Sylvia Rivera was born on July 2, 1951, in New York, and was a major Latino trans activist who fought alongside Marsha P. Johnson for gay liberation and transgender rights.
Rivera was born and raised in New York City and lived most of her life in or near the city. She was born to a Venezuelan mother and Puerto Rican father, José Rivera, who abandoned them early in her life. Sylvia was orphaned after her mother committed suicide when she was just three years old and was then raised by her Venezuelan grandmother, who disapproved of her fascination with make-up and female clothing. That's why she was constantly beaten, which led her to run away from home at just 11 years old, in 1962, when she was forced to work as a child prostitute. She was taken in by the local drag queen community who gave her the name Sylvia. However, her life went through an important moment when she met Marsha P. Johnson in 1963.
As recalled by
Vogue Magazine, Johnson was seen by Rivera as a mother and she saw her friend as a kind of hero. Together, they became centerpieces in the fight for LGBTQIA+ causes, ahead of the Stonewall Uprising.
Rivera's activism began in 1970 after she participated in actions with the Gay Liberation Front’s Drag Queen Caucus and later joined the Gay Activists Alliance at 18 years old, where she fought for not only the rights of gay people but also for the inclusion of drag queens like herself in the movement.
Rivera and Johnson became key figures in the events that followed the police raid on the Greenwich Village gay bar the Stonewall Inn on 28 June 1969. Having resisted arrest, Rivera and others led a series of uprisings in protest at the raid. “Before gay rights, before the Stonewall, I was involved in the Black Liberation movement, the peace movement”, Rivera said in an interview in 1989. “I felt I had the time and I knew that I had to do something. My revolutionary blood was going back then. I was involved with that”.
The first gay Pride parades followed in 1970, but though the gay rights movement was starting to flourish, some people didn’t want transgender people to be a part of it. In 1973, Rivera joined in with the annual Pride march, but was forbidden from speaking at it. Rivera didn’t let it stop her. After grabbing the microphone, she told the crowd: “If it wasn’t for the drag queen, there would be no gay liberation movement. We’re the front-liners”, She was booed off the stage, and later attempted suicide, but was found by Johnson, who brought her to hospital. Not long afterwards, Rivera left New York – and activism – behind.

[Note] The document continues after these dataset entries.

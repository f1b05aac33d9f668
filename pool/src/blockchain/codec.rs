/// Block blob codec and proof-of-work hashing
///
/// The pool only needs four things from the block format: the network
/// prefix of a wallet address, a way to put a nonce into a template blob,
/// the hashing form of a blob, and a block id. `CryptonoteCodec` covers the
/// CryptoNote layout; other coins plug in their own `BlockCodec`.

use anyhow::{anyhow, Result};
use sha3::{Digest, Keccak256};

/// Byte offset of the 4-byte nonce in a CryptoNote block header.
pub const NONCE_OFFSET: usize = 39;

/// Bytes `7..39` of a template blob hold the previous block hash.
pub const PREV_HASH_RANGE: std::ops::Range<usize> = 7..39;

pub trait BlockCodec: Send + Sync {
    /// Network prefix of an address, `None` if it does not decode.
    fn address_prefix(&self, address: &str) -> Option<u64>;

    /// Full block with `nonce` written into the template blob.
    fn construct_block_blob(&self, template: &[u8], nonce: &[u8; 4]) -> Result<Vec<u8>>;

    /// Form of the block that the proof-of-work hash is computed over.
    fn convert_blob(&self, blob: &[u8]) -> Result<Vec<u8>>;

    fn block_id(&self, blob: &[u8]) -> Result<[u8; 32]>;
}

pub trait PowHasher: Send + Sync {
    fn hash(&self, blob: &[u8], seed: &[u8]) -> Result<[u8; 32]>;
}

pub fn keccak256(data: &[u8]) -> [u8; 32] {
    let mut hasher = Keccak256::new();
    hasher.update(data);
    hasher.finalize().into()
}

#[derive(Debug, Default, Clone, Copy)]
pub struct CryptonoteCodec;

impl BlockCodec for CryptonoteCodec {
    fn address_prefix(&self, address: &str) -> Option<u64> {
        let raw = base58::decode(address)?;
        if raw.len() < 4 + 1 {
            return None;
        }
        let (body, checksum) = raw.split_at(raw.len() - 4);
        if keccak256(body)[..4] != *checksum {
            return None;
        }
        let (prefix, _) = read_varint(body)?;
        Some(prefix)
    }

    fn construct_block_blob(&self, template: &[u8], nonce: &[u8; 4]) -> Result<Vec<u8>> {
        if template.len() < NONCE_OFFSET + 4 {
            return Err(anyhow!("template blob too short: {} bytes", template.len()));
        }
        let mut blob = template.to_vec();
        blob[NONCE_OFFSET..NONCE_OFFSET + 4].copy_from_slice(nonce);
        Ok(blob)
    }

    /// Header, Merkle root of the miner tx and block tx hashes, then the
    /// tx count.
    fn convert_blob(&self, blob: &[u8]) -> Result<Vec<u8>> {
        let mut r = Reader::new(blob);
        r.varint()?; // major version
        r.varint()?; // minor version
        r.varint()?; // timestamp
        r.take(32)?;
        r.take(4)?;
        let header_end = r.pos;
        if header_end != NONCE_OFFSET + 4 {
            return Err(anyhow!("unexpected header size {}", header_end));
        }

        let mut hashes = vec![miner_tx_hash(&mut r)?];
        let tx_count = r.varint()?;
        for _ in 0..tx_count {
            let mut hash = [0u8; 32];
            hash.copy_from_slice(r.take(32)?);
            hashes.push(hash);
        }
        if r.pos != blob.len() {
            return Err(anyhow!("{} trailing bytes after block", blob.len() - r.pos));
        }

        let mut out = blob[..header_end].to_vec();
        out.extend_from_slice(&tree_hash(&hashes));
        out.extend_from_slice(&write_varint(hashes.len() as u64));
        Ok(out)
    }

    fn block_id(&self, blob: &[u8]) -> Result<[u8; 32]> {
        let hashing = self.convert_blob(blob)?;
        let mut data = write_varint(hashing.len() as u64);
        data.extend_from_slice(&hashing);
        Ok(keccak256(&data))
    }
}

/// Keccak-256 over `seed || blob`, selected with `algo = "keccak"`.
/// Cheap enough for test networks and the test suite.
#[derive(Debug, Default, Clone, Copy)]
pub struct KeccakHasher;

impl PowHasher for KeccakHasher {
    fn hash(&self, blob: &[u8], seed: &[u8]) -> Result<[u8; 32]> {
        let mut hasher = Keccak256::new();
        hasher.update(seed);
        hasher.update(blob);
        Ok(hasher.finalize().into())
    }
}

struct Reader<'a> {
    data: &'a [u8],
    pos: usize,
}

impl<'a> Reader<'a> {
    fn new(data: &'a [u8]) -> Self {
        Self { data, pos: 0 }
    }

    fn take(&mut self, n: usize) -> Result<&'a [u8]> {
        let end = self.pos.checked_add(n).filter(|&end| end <= self.data.len());
        let Some(end) = end else {
            return Err(anyhow!("block blob truncated at byte {}", self.pos));
        };
        let out = &self.data[self.pos..end];
        self.pos = end;
        Ok(out)
    }

    fn byte(&mut self) -> Result<u8> {
        Ok(self.take(1)?[0])
    }

    fn varint(&mut self) -> Result<u64> {
        let (value, used) =
            read_varint(&self.data[self.pos..]).ok_or_else(|| anyhow!("bad varint at byte {}", self.pos))?;
        self.pos += used;
        Ok(value)
    }
}

const TXIN_GEN: u8 = 0xff;
const TXOUT_KEY: u8 = 0x02;
const TXOUT_TAGGED_KEY: u8 = 0x03;

/// Walk the coinbase transaction and return its id. Version 1 ids hash the
/// whole transaction; later versions hash the prefix hash, the hash of the
/// (empty) ring signature base and a zero prunable hash.
fn miner_tx_hash(r: &mut Reader<'_>) -> Result<[u8; 32]> {
    let start = r.pos;
    let version = r.varint()?;
    r.varint()?; // unlock time

    for _ in 0..r.varint()? {
        match r.byte()? {
            TXIN_GEN => {
                r.varint()?;
            }
            tag => return Err(anyhow!("unexpected miner tx input type {:#04x}", tag)),
        }
    }
    for _ in 0..r.varint()? {
        r.varint()?; // amount
        match r.byte()? {
            TXOUT_KEY => {
                r.take(32)?;
            }
            TXOUT_TAGGED_KEY => {
                r.take(33)?;
            }
            tag => return Err(anyhow!("unexpected miner tx output type {:#04x}", tag)),
        }
    }
    let extra_len = r.varint()?;
    r.take(usize::try_from(extra_len)?)?;
    let prefix_end = r.pos;

    if version < 2 {
        return Ok(keccak256(&r.data[start..prefix_end]));
    }

    let rct_type = r.byte()?;
    if rct_type != 0 {
        return Err(anyhow!("miner tx carries ring signatures of type {}", rct_type));
    }
    let mut parts = Vec::with_capacity(96);
    parts.extend_from_slice(&keccak256(&r.data[start..prefix_end]));
    parts.extend_from_slice(&keccak256(&[rct_type]));
    parts.extend_from_slice(&[0u8; 32]);
    Ok(keccak256(&parts))
}

fn hash_pair(a: &[u8; 32], b: &[u8; 32]) -> [u8; 32] {
    let mut hasher = Keccak256::new();
    hasher.update(a);
    hasher.update(b);
    hasher.finalize().into()
}

/// CryptoNote Merkle root. Leaves beyond the largest power of two below the
/// count are folded pairwise first.
pub fn tree_hash(hashes: &[[u8; 32]]) -> [u8; 32] {
    match hashes.len() {
        0 => [0u8; 32],
        1 => hashes[0],
        2 => hash_pair(&hashes[0], &hashes[1]),
        count => {
            let cnt = count.next_power_of_two() >> 1;
            let direct = 2 * cnt - count;
            let mut level: Vec<[u8; 32]> = hashes[..direct].to_vec();
            level.extend(hashes[direct..].chunks(2).map(|pair| hash_pair(&pair[0], &pair[1])));
            while level.len() > 2 {
                level = level.chunks(2).map(|pair| hash_pair(&pair[0], &pair[1])).collect();
            }
            hash_pair(&level[0], &level[1])
        }
    }
}

/// LEB128 varint; returns the value and the number of bytes consumed.
pub fn read_varint(data: &[u8]) -> Option<(u64, usize)> {
    let mut value: u64 = 0;
    for (i, byte) in data.iter().enumerate().take(10) {
        value |= u64::from(byte & 0x7f) << (7 * i);
        if byte & 0x80 == 0 {
            return Some((value, i + 1));
        }
    }
    None
}

pub fn write_varint(mut value: u64) -> Vec<u8> {
    let mut out = Vec::new();
    while value >= 0x80 {
        out.push((value as u8 & 0x7f) | 0x80);
        value >>= 7;
    }
    out.push(value as u8);
    out
}

/// CryptoNote base58: 8-byte blocks encoded as 11 characters, with a
/// shorter final block.
pub mod base58 {
    const ALPHABET: &[u8; 58] = b"123456789ABCDEFGHJKLMNPQRSTUVWXYZabcdefghijkmnopqrstuvwxyz";
    const FULL_BLOCK: usize = 8;
    const FULL_ENCODED_BLOCK: usize = 11;
    /// Encoded length indexed by decoded length.
    const ENCODED_SIZES: [usize; 9] = [0, 2, 3, 5, 6, 7, 9, 10, 11];

    fn digit(c: u8) -> Option<u64> {
        ALPHABET.iter().position(|&a| a == c).map(|p| p as u64)
    }

    fn decode_block(block: &[u8], out: &mut Vec<u8>) -> Option<()> {
        let size = ENCODED_SIZES.iter().position(|&s| s == block.len())?;
        let mut num: u128 = 0;
        for &c in block {
            num = num * 58 + u128::from(digit(c)?);
        }
        if size < FULL_BLOCK && num >> (8 * size) != 0 {
            return None;
        }
        if num > u128::from(u64::MAX) {
            return None;
        }
        let bytes = (num as u64).to_be_bytes();
        out.extend_from_slice(&bytes[FULL_BLOCK - size..]);
        Some(())
    }

    pub fn decode(input: &str) -> Option<Vec<u8>> {
        let bytes = input.as_bytes();
        if bytes.is_empty() {
            return None;
        }
        let mut out = Vec::with_capacity(bytes.len() * FULL_BLOCK / FULL_ENCODED_BLOCK + FULL_BLOCK);
        for block in bytes.chunks(FULL_ENCODED_BLOCK) {
            decode_block(block, &mut out)?;
        }
        Some(out)
    }

    fn encode_block(block: &[u8], out: &mut Vec<u8>) {
        let mut num: u64 = 0;
        for &b in block {
            num = (num << 8) | u64::from(b);
        }
        let size = ENCODED_SIZES[block.len()];
        let mut chars = vec![ALPHABET[0]; size];
        for slot in chars.iter_mut().rev() {
            *slot = ALPHABET[(num % 58) as usize];
            num /= 58;
        }
        out.extend_from_slice(&chars);
    }

    pub fn encode(data: &[u8]) -> String {
        let mut out = Vec::with_capacity(data.len() * FULL_ENCODED_BLOCK / FULL_BLOCK + FULL_ENCODED_BLOCK);
        for block in data.chunks(FULL_BLOCK) {
            encode_block(block, &mut out);
        }
        out.into_iter().map(char::from).collect()
    }
}

/// Build a well-formed address for `prefix`. Used by tests and tooling.
pub fn encode_address(prefix: u64, spend_key: &[u8; 32], view_key: &[u8; 32]) -> String {
    let mut body = write_varint(prefix);
    body.extend_from_slice(spend_key);
    body.extend_from_slice(view_key);
    let checksum = keccak256(&body);
    body.extend_from_slice(&checksum[..4]);
    base58::encode(&body)
}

Like Johnson, Rivera, who was 50 when she died from liver cancer in 2002, had her own drag persona and was part of the drag group Hot Peaches. In 1975, her efforts were immortalized in Warhol’s 1975 polaroids portfolio, named Ladies and Gentlemen. Warhol shot screen-prints of drag queens and the transgender community at the Gilded Grape nightclub for the series. Johnson and Rivera also together founded STAR (Street Transvestite Action Revolutionaries), to support young transgender people. “Marsha and I fought for the liberation of our people”, a tearful Rivera said during in a 1989 interview. “We did a lot back then. We did sleep in the streets. Marsha and I had a building on 2nd Street, which we called STAR House. When we asked the community to help us, there was nobody to help us. We were nothing. We were nothing!”
In the 1980s, AIDS devastated the gay and transgender community. Johnson herself was diagnosed with HIV in 1990, and her death in 1992 (aged 46) went largely unreported by the mainstream press. Johnson’s body was found in the Hudson River, and her death was declared a suicide, but her friends and fellow activists always had their doubts about the ruling. It wasn’t until after her friend’s death that Rivera moved back to New York permanently. By 2001, she was once again marching in Pride parades, and living in Transy House, a New York collective that provided self-shelter for transgender and gender non-conforming people in need.
Today, decades after Rivera started fighting for LGBTQIA+ rights, recognition is finally growing for her invaluable contributions to social justice.
In June 2019, the Italian city of Livorno dedicated a green area to Rivera, called Parco Sylvia Rivera. In June of that same year, Rivera was one of the inaugural fifty American “pioneers, trailblazers, and heroes” inducted on the National LGBTQ Wall of Honor within the Stonewall National Monument (SNM) in New York City’s Stonewall Inn. The SNM is the first U.S. national monument dedicated to LGBTQ rights and history, and the wall's unveiling was timed to take place during the 50th anniversary of the Stonewall riots.